We still use Puppet for most of our systems (about 100+ Linux servers, mostly Debian, some RHEL/Centos).

Having used Helm and K8S for a bit in some projects I sort of like K8S even though it has some flaws but I would rather gauge out my eyes than debug Helm templates on the scale to replace all our Puppet deployments. K8S also seems quite unsuitable for relatively small deployments where we currently use something like the smallest (or slightly larger) Cloud servers Hetzner offers for production and development systems each.

Personally I would change quite a few things about Puppet, almost none of which are any better in K8S, mainly around stronger static checks and better abilities to use a single source of truth to setup data used on multiple systems (e.g. a system, the server setting up DNS for it, the server setting up a backup storage location for it, the monitoring for it,...) and to coordinate the timing of those changes on various systems better.

Speaking of timing, K8S is also even slower than Puppet to deploy, especially if you take the image build into account but even ignoring that restarting containers tends to take in the order of 10 times as long as rebooting one of the cloud servers and probably 2-3 times as long as even the longer Puppet runs on those servers.

Puppet use today

Posted Jan 23, 2025 12:29 UTC (Thu) by zdzichu (guest, #17118) [Link]

There are environment where direct login to root (or sudo-to-root capable) accounts is not possible. Admin logins are possible, but must be done through session-recording proxies with MFA. This tend to work poorly with Ansible's model.

On the other hand, such envs are fine with agent system, where agents connect to central mothership to get instructions what to do. Like Puppet.
Periodic, automatic config drift remediation is a nice bonus for Puppet, too.

Puppet use today

Posted Jan 26, 2025 6:24 UTC (Sun) by ssmith32 (subscriber, #72404) [Link] (1 responses)

Wasn't sure if you were implying Ansible makes sense in the cloud? Does it?

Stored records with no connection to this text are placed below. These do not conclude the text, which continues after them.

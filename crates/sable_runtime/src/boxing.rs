//! Boxing, unboxing, and reference conversions.

use std::sync::Arc;

use sable_core::{ObjRef, ObjectBody, TypeHandle, ValueBits, is_assignable_from};

use crate::exceptions::Control;
use crate::runtime::Runtime;

impl Runtime {
    /// Copy `value` into a fresh heap instance of the boxed value type `ty`.
    pub fn box_value<T: ValueBits>(&self, ty: &TypeHandle, value: T) -> Control<ObjRef> {
        debug_assert!(ty.is_value_type(), "{} is not a value type", ty.full_name);
        debug_assert!(
            ty.value_size() >= T::SIZE,
            "{} payload too small for the boxed value",
            ty.full_name
        );
        let boxed = self.alloc_object(ty)?;
        self.heap.lock().write_value(boxed, 0, value);
        Ok(boxed)
    }

    /// Copy the payload out of a box. Exact type match only: unboxing a null
    /// reference raises null-reference, a box of any other type raises
    /// invalid-cast.
    pub fn unbox<T: ValueBits>(&self, obj: ObjRef, ty: &TypeHandle) -> Control<T> {
        self.check_box(obj, ty)?;
        Ok(self.heap.lock().read_value(obj, 0))
    }

    /// By-reference unbox: run `read` over the box payload in place. Same
    /// checks as [`Runtime::unbox`]. The callback runs under the heap lock
    /// and must not call back into the runtime.
    pub fn unbox_bytes<R>(
        &self,
        obj: ObjRef,
        ty: &TypeHandle,
        read: impl FnOnce(&[u8]) -> R,
    ) -> Control<R> {
        self.check_box(obj, ty)?;
        let size = ty.value_size();
        let heap = self.heap.lock();
        match &heap.get(obj).body {
            ObjectBody::Instance(data) => Ok(read(&data[..size])),
            _ => unreachable!("boxed value without an instance body"),
        }
    }

    /// Mutating form of [`Runtime::unbox_bytes`].
    pub fn unbox_bytes_mut<R>(
        &self,
        obj: ObjRef,
        ty: &TypeHandle,
        update: impl FnOnce(&mut [u8]) -> R,
    ) -> Control<R> {
        self.check_box(obj, ty)?;
        let size = ty.value_size();
        let mut heap = self.heap.lock();
        match &mut heap.get_mut(obj).body {
            ObjectBody::Instance(data) => Ok(update(&mut data[..size])),
            _ => unreachable!("boxed value without an instance body"),
        }
    }

    fn check_box(&self, obj: ObjRef, ty: &TypeHandle) -> Control<()> {
        if obj.is_null() {
            return Err(self.throw_null_reference());
        }
        let actual = self.type_of(obj);
        if !actual.as_ref().is_some_and(|t| Arc::ptr_eq(t, ty)) {
            return Err(self.throw_invalid_cast());
        }
        Ok(())
    }

    /// Checked reference conversion: null passes through unchanged, an
    /// incompatible type raises invalid-cast.
    pub fn cast(&self, obj: ObjRef, target: &TypeHandle) -> Control<ObjRef> {
        if obj.is_null() {
            return Ok(ObjRef::NULL);
        }
        let ty = self.type_of(obj);
        if is_assignable_from(Some(target), ty.as_ref()) {
            Ok(obj)
        } else {
            Err(self.throw_invalid_cast())
        }
    }

    /// Type-test conversion: yields the reference when compatible, null
    /// otherwise. Never throws.
    pub fn try_cast(&self, obj: ObjRef, target: &TypeHandle) -> ObjRef {
        if obj.is_null() {
            return ObjRef::NULL;
        }
        let ty = self.type_of(obj);
        if is_assignable_from(Some(target), ty.as_ref()) {
            obj
        } else {
            ObjRef::NULL
        }
    }
}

The last three companies I worked at used Terraform. Before that, the offerings in the cloud were a bit lower level then nowadays, and it was salt all the way.

I don't particularly like (or dislike) Terraform, so wondering about the alternatives.

Puppet use today

Posted Jan 26, 2025 10:01 UTC (Sun) by mbunkus (subscriber, #87248) [Link]

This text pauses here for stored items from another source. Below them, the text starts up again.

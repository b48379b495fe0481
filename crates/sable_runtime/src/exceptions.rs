//! Structured exception handling without native unwinding.
//!
//! A throw never unwinds the Rust stack. It records the exception object in
//! the innermost exception frame of the current thread and returns [`Thrown`];
//! managed code propagates it outward through `Control<T>` results and `?`.
//! [`GuardedRegion`] is the try/catch/finally construct: it owns one frame,
//! dispatches to the first matching handler, always runs the finally block,
//! and hands a still-propagating exception to the enclosing frame on exit.

use sable_core::{ObjRef, TypeHandle, is_assignable_from};

use crate::errors::messages;
use crate::runtime::Runtime;

/// Marker that an exception is in flight on the current thread. The object
/// itself is reachable through the frame chain; see
/// [`Runtime::current_exception`].
#[derive(Debug, Clone, Copy, PartialEq, Eq)]
pub struct Thrown;

/// Outcome of managed code: a value, or an exception propagating outward.
pub type Control<T> = Result<T, Thrown>;

#[derive(Debug, Clone, Copy, PartialEq, Eq, Default)]
pub enum ExceptionState {
    #[default]
    None,
    /// An exception is propagating toward this frame's handlers.
    Throwing,
    /// A handler of this frame is running; rethrow resumes propagation.
    Handled,
}

/// One entry in a thread's exception frame chain. Frames keep in-flight
/// exceptions reachable for the collector.
#[derive(Debug, Default)]
pub(crate) struct ExceptionFrame {
    pub(crate) in_flight: ObjRef,
    pub(crate) state: ExceptionState,
}

struct Handler<'rt, T> {
    /// `None` catches everything.
    matches: Option<TypeHandle>,
    run: Box<dyn FnOnce(&Runtime, ObjRef) -> Control<T> + 'rt>,
}

/// Builder for a guarded region. Handlers are tried in registration order;
/// a handler matches when its type is the thrown type or a base of it.
pub struct GuardedRegion<'rt, T> {
    rt: &'rt Runtime,
    body: Box<dyn FnOnce(&Runtime) -> Control<T> + 'rt>,
    handlers: Vec<Handler<'rt, T>>,
    finally_block: Option<Box<dyn FnOnce(&Runtime) + 'rt>>,
}

impl Runtime {
    pub fn guarded<'rt, T>(
        &'rt self,
        body: impl FnOnce(&Runtime) -> Control<T> + 'rt,
    ) -> GuardedRegion<'rt, T> {
        GuardedRegion {
            rt: self,
            body: Box::new(body),
            handlers: Vec::new(),
            finally_block: None,
        }
    }
}

impl<'rt, T> GuardedRegion<'rt, T> {
    pub fn catch(
        mut self,
        ty: &TypeHandle,
        handler: impl FnOnce(&Runtime, ObjRef) -> Control<T> + 'rt,
    ) -> Self {
        self.handlers.push(Handler {
            matches: Some(ty.clone()),
            run: Box::new(handler),
        });
        self
    }

    pub fn catch_all(mut self, handler: impl FnOnce(&Runtime, ObjRef) -> Control<T> + 'rt) -> Self {
        self.handlers.push(Handler {
            matches: None,
            run: Box::new(handler),
        });
        self
    }

    /// Runs after the body and any handler, whether or not an exception is
    /// still propagating. A throw inside the block supersedes the region's
    /// outcome and propagates outward.
    pub fn finally(mut self, block: impl FnOnce(&Runtime) + 'rt) -> Self {
        self.finally_block = Some(Box::new(block));
        self
    }

    pub fn run(self) -> Control<T> {
        let rt = self.rt;
        let record = rt.current_record();
        record.lock().frames.push(ExceptionFrame::default());

        let mut outcome = (self.body)(rt);

        let throwing_here = outcome.is_err() && {
            let rec = record.lock();
            rec.frames
                .last()
                .is_some_and(|f| f.state == ExceptionState::Throwing)
        };
        if throwing_here {
            let exception = {
                let rec = record.lock();
                rec.frames
                    .last()
                    .map(|f| f.in_flight)
                    .unwrap_or(ObjRef::NULL)
            };
            let thrown_ty = rt.type_of(exception);
            for handler in self.handlers {
                let hit = match &handler.matches {
                    None => true,
                    Some(want) => is_assignable_from(Some(want), thrown_ty.as_ref()),
                };
                if !hit {
                    continue;
                }
                if let Some(frame) = record.lock().frames.last_mut() {
                    frame.state = ExceptionState::Handled;
                }
                outcome = (handler.run)(rt, exception);
                if outcome.is_ok() {
                    if let Some(frame) = record.lock().frames.last_mut() {
                        frame.in_flight = ObjRef::NULL;
                        frame.state = ExceptionState::None;
                    }
                }
                break;
            }
        }

        if let Some(block) = self.finally_block {
            block(rt);
            // A throw inside the finally block starts a fresh propagation
            // that supersedes whatever the body or handler produced.
            let finally_threw = {
                let rec = record.lock();
                rec.frames
                    .last()
                    .is_some_and(|f| f.state == ExceptionState::Throwing && !f.in_flight.is_null())
            };
            if finally_threw {
                outcome = Err(Thrown);
            }
        }

        // Pop this frame. A still-propagating exception moves to the
        // enclosing frame (or the thread's pending slot) so it stays rooted.
        let propagating = {
            let mut rec = record.lock();
            let frame = rec.frames.pop().expect("guarded frame chain corrupted");
            (outcome.is_err() && !frame.in_flight.is_null()).then_some(frame.in_flight)
        };
        if let Some(exception) = propagating {
            let mut rec = record.lock();
            match rec.frames.last_mut() {
                Some(outer) => {
                    outer.in_flight = exception;
                    outer.state = ExceptionState::Throwing;
                }
                None => rec.pending = exception,
            }
        }
        outcome
    }
}

impl Runtime {
    /// Begin propagating `exception`. Throwing null raises a null-reference
    /// exception instead. The stack trace is captured here, once, at the
    /// original throw site.
    pub fn throw(&self, exception: ObjRef) -> Thrown {
        let exception = if exception.is_null() {
            self.new_exception(&self.well_known().null_reference, messages::NULL_REFERENCE)
        } else {
            exception
        };

        let trace = self.capture_call_chain();
        {
            let mut heap = self.heap.lock();
            if let Some(data) = heap.exception_data_mut(exception) {
                if data.stack_trace.is_empty() {
                    data.stack_trace = trace;
                }
            }
        }

        let record = self.current_record();
        let mut rec = record.lock();
        match rec.frames.last_mut() {
            Some(frame) => {
                frame.in_flight = exception;
                frame.state = ExceptionState::Throwing;
            }
            None => rec.pending = exception,
        }
        Thrown
    }

    /// Allocate an exception of `ty` with `message` and throw it.
    pub fn throw_new(&self, ty: &TypeHandle, message: &str) -> Thrown {
        let exception = self.new_exception(ty, message);
        self.throw(exception)
    }

    pub fn throw_null_reference(&self) -> Thrown {
        self.throw_new(&self.well_known().null_reference, messages::NULL_REFERENCE)
    }

    pub fn throw_invalid_cast(&self) -> Thrown {
        self.throw_new(&self.well_known().invalid_cast, messages::INVALID_CAST)
    }

    pub fn throw_index_out_of_range(&self) -> Thrown {
        self.throw_new(
            &self.well_known().index_out_of_range,
            messages::INDEX_OUT_OF_RANGE,
        )
    }

    /// Throws the pre-allocated out-of-memory instance. Never allocates.
    pub fn throw_out_of_memory(&self) -> Thrown {
        self.throw(self.oom_instance())
    }

    /// Resume propagation of the exception the innermost handler is holding,
    /// preserving the originally captured stack trace.
    ///
    /// # Panics
    ///
    /// Panics when called outside a handler with an exception in flight;
    /// that is a caller bug, not a managed-code condition.
    pub fn rethrow(&self) -> Thrown {
        let record = self.current_record();
        let mut rec = record.lock();
        let frame = rec
            .frames
            .last_mut()
            .expect("rethrow outside of a guarded region");
        assert!(
            frame.state == ExceptionState::Handled && !frame.in_flight.is_null(),
            "rethrow with no exception being handled"
        );
        frame.state = ExceptionState::Throwing;
        Thrown
    }

    /// The exception currently in flight or being handled on this thread,
    /// innermost frame first. Null when none.
    pub fn current_exception(&self) -> ObjRef {
        let record = self.current_record();
        let rec = record.lock();
        for frame in rec.frames.iter().rev() {
            if !frame.in_flight.is_null() {
                return frame.in_flight;
            }
        }
        rec.pending
    }

    /// Remove and return the exception that escaped every guarded region on
    /// this thread, if any.
    pub fn take_pending(&self) -> ObjRef {
        let record = self.current_record();
        let mut rec = record.lock();
        std::mem::take(&mut rec.pending)
    }

    /// Diagnostic report for an exception nothing caught.
    pub fn report_unhandled(&self, exception: ObjRef) {
        let (name, message, trace) = {
            let heap = self.heap.lock();
            let name = heap
                .type_of(exception)
                .map(|t| t.full_name.clone())
                .unwrap_or_else(|| "<unknown>".to_string());
            match heap.exception_data(exception) {
                Some(data) => (name, data.message.clone(), data.stack_trace.clone()),
                None => (name, String::new(), String::new()),
            }
        };
        eprintln!("Unhandled exception: {name}: {message}");
        if !trace.is_empty() {
            eprint!("{trace}");
        }
    }
}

We usually use OpenTofu (Open Source fork of Terraform after their license change) for handling the infrastructure level (creating/reconfiguring VMs, DNS entries etc.) & Ansible for the software level (everything after VMs are reachable via ssh), both on premises & in the cloud. We also use Ansible for a lot of switch configuration as there's a lot of third-party support for Ansible from vendors.

Sure, both tools have overlap, but their strengths are in different areas. Use them both where they're strongest.

Puppet use today

Posted Jan 29, 2025 12:37 UTC (Wed) by zigo (subscriber, #96142) [Link]

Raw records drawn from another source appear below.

use serde::{Deserialize, Serialize};

/// Notification body as consumed by the service worker's `push` handler.
#[derive(Debug, Clone, PartialEq, Eq, Serialize, Deserialize)]
pub struct NotificationPayload {
    pub title: String,
    pub body: String,
    pub url: String,
}

impl NotificationPayload {
    /// Payload for the user-triggered test send.
    pub fn test() -> Self {
        Self {
            title: "Test Notification".to_string(),
            body: "If you see this, push notifications are working!".to_string(),
            url: "/".to_string(),
        }
    }

    /// Daily reminder summarising the open tasks due today.
    pub fn due_today(count: i64, sample_title: Option<&str>) -> Self {
        let body = match (count, sample_title) {
            (1, Some(title)) => format!("\"{}\" is due today", title),
            (1, None) => "You have 1 task due today".to_string(),
            (n, _) => format!("You have {} tasks due today", n),
        };
        Self {
            title: "Tasks due today".to_string(),
            body,
            url: "/".to_string(),
        }
    }

    pub fn to_bytes(&self) -> serde_json::Result<Vec<u8>> {
        serde_json::to_vec(self)
    }
}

Yes. All of OpenStack public cloud infrastructure is maintained using Puppet.

working for me

Posted Jan 23, 2025 1:00 UTC (Thu) by robert.cohen@anu.edu.au (subscriber, #6281) [Link]

We have a serverless puppet installation on about 200 boxes running code developed over a decade by multiple people.
We mostly use ansible for creating VMs then installing puppet on them :-)
I tried openvox on a test box. It just worked.

Have to admit I find puppet much easier than ansible, but thats mostly because I know it better.
It is a different mind set, and until you grok the puppet way of doing things, you can hit issues where things that seem
like they ought to be easy, are just about impossible.

The biggest hurdle is the fact that puppet is not designed to react to the current config of a box.
Its designed to impose config on a box.

So things like, "if this file exists, do this thing" are very clumsy to achieve
in puppet.
Unless you can derive the fact that the file exists either from facter or hiera.